▶ _AIM OF THE EXERCISE_: Retype all of the data that follows, line for line.

▶ _MATERIAL TO PROCESS_:
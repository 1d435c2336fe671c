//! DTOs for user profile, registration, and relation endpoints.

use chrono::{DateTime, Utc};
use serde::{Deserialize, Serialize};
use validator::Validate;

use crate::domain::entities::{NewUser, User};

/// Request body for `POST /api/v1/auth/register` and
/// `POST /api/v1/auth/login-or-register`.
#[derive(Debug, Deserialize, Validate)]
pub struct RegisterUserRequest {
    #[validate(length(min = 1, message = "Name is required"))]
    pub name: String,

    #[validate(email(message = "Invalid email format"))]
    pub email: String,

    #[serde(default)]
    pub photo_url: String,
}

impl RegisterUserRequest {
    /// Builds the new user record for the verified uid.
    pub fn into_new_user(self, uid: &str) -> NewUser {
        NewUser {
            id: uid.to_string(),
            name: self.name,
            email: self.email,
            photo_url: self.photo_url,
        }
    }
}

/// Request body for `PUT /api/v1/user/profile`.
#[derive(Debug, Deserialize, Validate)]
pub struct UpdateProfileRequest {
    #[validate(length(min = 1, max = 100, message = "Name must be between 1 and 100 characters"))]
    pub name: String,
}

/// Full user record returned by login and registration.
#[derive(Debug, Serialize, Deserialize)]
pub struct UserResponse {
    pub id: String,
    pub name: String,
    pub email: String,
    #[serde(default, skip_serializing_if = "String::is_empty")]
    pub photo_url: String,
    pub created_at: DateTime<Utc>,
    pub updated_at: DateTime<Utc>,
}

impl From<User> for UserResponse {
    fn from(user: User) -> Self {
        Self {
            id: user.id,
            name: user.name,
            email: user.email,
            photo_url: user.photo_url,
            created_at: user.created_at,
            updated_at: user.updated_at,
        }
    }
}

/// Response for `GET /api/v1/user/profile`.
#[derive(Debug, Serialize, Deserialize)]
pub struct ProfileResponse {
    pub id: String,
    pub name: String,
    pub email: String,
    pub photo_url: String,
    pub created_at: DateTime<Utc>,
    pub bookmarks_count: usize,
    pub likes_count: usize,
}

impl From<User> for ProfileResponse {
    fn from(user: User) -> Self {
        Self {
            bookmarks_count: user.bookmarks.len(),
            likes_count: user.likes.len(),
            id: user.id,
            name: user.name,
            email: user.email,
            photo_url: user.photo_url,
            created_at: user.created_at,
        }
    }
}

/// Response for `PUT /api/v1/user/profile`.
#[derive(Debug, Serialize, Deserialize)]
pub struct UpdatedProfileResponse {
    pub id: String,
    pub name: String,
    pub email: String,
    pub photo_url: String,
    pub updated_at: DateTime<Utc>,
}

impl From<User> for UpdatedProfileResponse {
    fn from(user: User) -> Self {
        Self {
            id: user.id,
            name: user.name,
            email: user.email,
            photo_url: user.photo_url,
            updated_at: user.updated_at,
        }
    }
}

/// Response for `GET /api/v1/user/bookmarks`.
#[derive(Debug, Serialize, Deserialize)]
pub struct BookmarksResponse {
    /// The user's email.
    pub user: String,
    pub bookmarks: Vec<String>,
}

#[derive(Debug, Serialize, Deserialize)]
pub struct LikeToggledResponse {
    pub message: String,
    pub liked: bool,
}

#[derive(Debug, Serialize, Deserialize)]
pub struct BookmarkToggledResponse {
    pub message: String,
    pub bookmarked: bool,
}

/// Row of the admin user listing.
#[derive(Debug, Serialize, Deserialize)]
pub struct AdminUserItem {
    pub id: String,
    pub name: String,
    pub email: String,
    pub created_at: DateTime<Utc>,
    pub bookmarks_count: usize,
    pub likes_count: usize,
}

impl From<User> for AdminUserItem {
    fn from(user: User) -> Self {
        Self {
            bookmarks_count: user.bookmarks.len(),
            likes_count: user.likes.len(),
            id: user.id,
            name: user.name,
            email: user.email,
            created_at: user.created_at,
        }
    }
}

▶ _RESULT FOR THIS TASK_:
repository 1d435c2336fe671c
//! DTOs for user profile, registration, and relation endpoints.

use chrono::{DateTime, Utc};
use serde::{Deserialize, Serialize};
use validator::Validate;

use crate::domain::entities::{NewUser, User};

/// Request body for `POST /api/v1/auth/register` and
/// `POST /api/v1/auth/login-or-register`.
#[derive(Debug, Deserialize, Validate)]
pub struct RegisterUserRequest {
    #[validate(length(min = 1, message = "Name is required"))]
    pub name: String,

    #[validate(email(message = "Invalid email format"))]
    pub email: String,

    #[serde(default)]
    pub photo_url: String,
}

impl RegisterUserRequest {
    /// Builds the new user record for the verified uid.
    pub fn into_new_user(self, uid: &str) -> NewUser {
        NewUser {
            id: uid.to_string(),
            name: self.name,
            email: self.email,
            photo_url: self.photo_url,
        }
    }
}

/// Request body for `PUT /api/v1/user/profile`.
#[derive(Debug, Deserialize, Validate)]
pub struct UpdateProfileRequest {
    #[validate(length(min = 1, max = 100, message = "Name must be between 1 and 100 characters"))]
    pub name: String,
}

/// Full user record returned by login and registration.
#[derive(Debug, Serialize, Deserialize)]
pub struct UserResponse {
    pub id: String,
    pub name: String,
    pub email: String,
    #[serde(default, skip_serializing_if = "String::is_empty")]
    pub photo_url: String,
    pub created_at: DateTime<Utc>,
    pub updated_at: DateTime<Utc>,
}

impl From<User> for UserResponse {
    fn from(user: User) -> Self {
        Self {
            id: user.id,
            name: user.name,
            email: user.email,
            photo_url: user.photo_url,
            created_at: user.created_at,
            updated_at: user.updated_at,
        }
    }
}

/// Response for `GET /api/v1/user/profile`.
#[derive(Debug, Serialize, Deserialize)]
pub struct ProfileResponse {
    pub id: String,
    pub name: String,
    pub email: String,
    pub photo_url: String,
    pub created_at: DateTime<Utc>,
    pub bookmarks_count: usize,
    pub likes_count: usize,
}

impl From<User> for ProfileResponse {
    fn from(user: User) -> Self {
        Self {
            bookmarks_count: user.bookmarks.len(),
            likes_count: user.likes.len(),
            id: user.id,
            name: user.name,
            email: user.email,
            photo_url: user.photo_url,
            created_at: user.created_at,
        }
    }
}

/// Response for `PUT /api/v1/user/profile`.
#[derive(Debug, Serialize, Deserialize)]
pub struct UpdatedProfileResponse {
    pub id: String,
    pub name: String,
    pub email: String,
    pub photo_url: String,
    pub updated_at: DateTime<Utc>,
}

impl From<User> for UpdatedProfileResponse {
    fn from(user: User) -> Self {
        Self {
            id: user.id,
            name: user.name,
            email: user.email,
            photo_url: user.photo_url,
            updated_at: user.updated_at,
        }
    }
}

/// Response for `GET /api/v1/user/bookmarks`.
#[derive(Debug, Serialize, Deserialize)]
pub struct BookmarksResponse {
    /// The user's email.
    pub user: String,
    pub bookmarks: Vec<String>,
}

#[derive(Debug, Serialize, Deserialize)]
pub struct LikeToggledResponse {
    pub message: String,
    pub liked: bool,
}

#[derive(Debug, Serialize, Deserialize)]
pub struct BookmarkToggledResponse {
    pub message: String,
    pub bookmarked: bool,
}

/// Row of the admin user listing.
#[derive(Debug, Serialize, Deserialize)]
pub struct AdminUserItem {
    pub id: String,
    pub name: String,
    pub email: String,
    pub created_at: DateTime<Utc>,
    pub bookmarks_count: usize,
    pub likes_count: usize,
}

impl From<User> for AdminUserItem {
    fn from(user: User) -> Self {
        Self {
            bookmarks_count: user.bookmarks.len(),
            likes_count: user.likes.len(),
            id: user.id,
            name: user.name,
            email: user.email,
            created_at: user.created_at,
        }
    }
}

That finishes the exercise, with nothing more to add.